EXERCISE DIRECTIONS:
Gather each line in the entries that includes the string "ThemeTarget".

(Stored data entries)

####################

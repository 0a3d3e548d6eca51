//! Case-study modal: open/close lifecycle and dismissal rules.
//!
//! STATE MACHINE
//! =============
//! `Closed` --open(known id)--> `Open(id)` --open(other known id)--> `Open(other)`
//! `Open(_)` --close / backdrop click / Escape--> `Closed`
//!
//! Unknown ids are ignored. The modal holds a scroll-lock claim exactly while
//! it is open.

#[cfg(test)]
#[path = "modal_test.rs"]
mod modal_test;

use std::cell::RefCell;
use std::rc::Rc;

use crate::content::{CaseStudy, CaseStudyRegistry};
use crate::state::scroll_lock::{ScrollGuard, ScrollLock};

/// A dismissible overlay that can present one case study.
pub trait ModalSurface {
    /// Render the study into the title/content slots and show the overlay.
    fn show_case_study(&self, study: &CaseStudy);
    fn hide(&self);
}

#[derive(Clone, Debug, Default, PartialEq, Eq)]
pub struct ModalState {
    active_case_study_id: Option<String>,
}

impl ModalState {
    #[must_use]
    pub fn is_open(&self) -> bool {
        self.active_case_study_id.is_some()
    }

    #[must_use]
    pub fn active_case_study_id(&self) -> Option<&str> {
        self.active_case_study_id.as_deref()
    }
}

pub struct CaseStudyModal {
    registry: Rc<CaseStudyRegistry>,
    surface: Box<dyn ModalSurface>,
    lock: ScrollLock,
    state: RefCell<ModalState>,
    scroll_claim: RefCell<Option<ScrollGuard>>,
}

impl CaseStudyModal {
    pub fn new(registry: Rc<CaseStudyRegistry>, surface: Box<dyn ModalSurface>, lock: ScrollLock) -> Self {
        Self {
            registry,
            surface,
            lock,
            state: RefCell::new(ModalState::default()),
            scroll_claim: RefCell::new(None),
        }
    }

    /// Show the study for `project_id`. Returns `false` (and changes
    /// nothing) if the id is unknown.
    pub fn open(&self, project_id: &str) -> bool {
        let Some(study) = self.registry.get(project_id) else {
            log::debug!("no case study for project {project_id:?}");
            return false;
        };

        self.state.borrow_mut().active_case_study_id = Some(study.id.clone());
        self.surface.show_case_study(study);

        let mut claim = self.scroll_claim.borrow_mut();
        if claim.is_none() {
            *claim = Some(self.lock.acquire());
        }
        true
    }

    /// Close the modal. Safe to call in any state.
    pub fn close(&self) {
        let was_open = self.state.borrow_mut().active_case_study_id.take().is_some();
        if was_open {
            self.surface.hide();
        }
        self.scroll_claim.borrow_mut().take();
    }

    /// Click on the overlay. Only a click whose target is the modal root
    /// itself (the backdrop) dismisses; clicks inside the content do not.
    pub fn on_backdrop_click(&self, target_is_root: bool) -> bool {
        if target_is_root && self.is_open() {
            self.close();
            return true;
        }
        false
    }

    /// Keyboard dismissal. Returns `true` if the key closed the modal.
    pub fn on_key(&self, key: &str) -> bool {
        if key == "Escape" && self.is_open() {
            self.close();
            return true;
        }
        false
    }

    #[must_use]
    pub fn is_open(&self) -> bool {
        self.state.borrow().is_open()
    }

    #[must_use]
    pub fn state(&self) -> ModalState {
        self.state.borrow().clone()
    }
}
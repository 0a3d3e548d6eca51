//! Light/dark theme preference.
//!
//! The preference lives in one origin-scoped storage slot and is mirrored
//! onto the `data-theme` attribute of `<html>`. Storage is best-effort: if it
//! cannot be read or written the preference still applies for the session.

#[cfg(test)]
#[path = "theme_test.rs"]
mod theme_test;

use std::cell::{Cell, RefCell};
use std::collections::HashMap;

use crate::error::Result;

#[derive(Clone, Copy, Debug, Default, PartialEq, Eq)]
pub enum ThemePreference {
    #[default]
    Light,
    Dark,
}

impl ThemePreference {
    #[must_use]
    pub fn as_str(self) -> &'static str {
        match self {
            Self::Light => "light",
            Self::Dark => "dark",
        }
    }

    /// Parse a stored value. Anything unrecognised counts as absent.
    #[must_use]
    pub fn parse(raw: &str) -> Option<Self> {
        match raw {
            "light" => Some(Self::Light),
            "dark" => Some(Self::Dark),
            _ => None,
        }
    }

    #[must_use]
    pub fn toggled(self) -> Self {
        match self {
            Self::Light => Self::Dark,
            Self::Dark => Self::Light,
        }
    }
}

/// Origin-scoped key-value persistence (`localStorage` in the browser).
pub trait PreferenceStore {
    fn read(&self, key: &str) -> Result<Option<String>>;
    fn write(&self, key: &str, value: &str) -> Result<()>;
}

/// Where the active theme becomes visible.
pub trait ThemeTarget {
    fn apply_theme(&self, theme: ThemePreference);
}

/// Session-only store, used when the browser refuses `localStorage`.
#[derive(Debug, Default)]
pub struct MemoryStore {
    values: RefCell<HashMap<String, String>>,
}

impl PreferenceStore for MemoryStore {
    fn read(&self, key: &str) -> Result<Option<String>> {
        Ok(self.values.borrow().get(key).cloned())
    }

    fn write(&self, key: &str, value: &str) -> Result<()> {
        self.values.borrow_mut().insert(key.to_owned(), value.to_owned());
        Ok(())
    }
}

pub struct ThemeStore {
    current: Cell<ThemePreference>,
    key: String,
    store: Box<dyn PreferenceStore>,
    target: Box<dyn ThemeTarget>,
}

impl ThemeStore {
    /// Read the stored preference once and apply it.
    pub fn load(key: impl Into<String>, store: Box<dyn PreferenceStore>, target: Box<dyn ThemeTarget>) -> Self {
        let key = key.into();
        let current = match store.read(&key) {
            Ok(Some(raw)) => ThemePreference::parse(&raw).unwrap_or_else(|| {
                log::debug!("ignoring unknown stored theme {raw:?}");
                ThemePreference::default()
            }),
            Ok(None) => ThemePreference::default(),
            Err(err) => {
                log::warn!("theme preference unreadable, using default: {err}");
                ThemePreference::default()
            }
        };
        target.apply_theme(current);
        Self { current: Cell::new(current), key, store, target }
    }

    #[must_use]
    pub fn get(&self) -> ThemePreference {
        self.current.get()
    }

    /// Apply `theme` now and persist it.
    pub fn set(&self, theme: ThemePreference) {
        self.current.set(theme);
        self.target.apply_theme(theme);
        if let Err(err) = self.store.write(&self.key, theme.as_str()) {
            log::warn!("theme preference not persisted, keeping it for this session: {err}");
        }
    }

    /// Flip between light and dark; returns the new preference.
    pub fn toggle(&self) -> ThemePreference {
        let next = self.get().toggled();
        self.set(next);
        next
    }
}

####################

WRITTEN RESPONSE:
pub trait ThemeTarget {
    target: Box<dyn ThemeTarget>,
    pub fn load(key: impl Into<String>, store: Box<dyn PreferenceStore>, target: Box<dyn ThemeTarget>) -> Self {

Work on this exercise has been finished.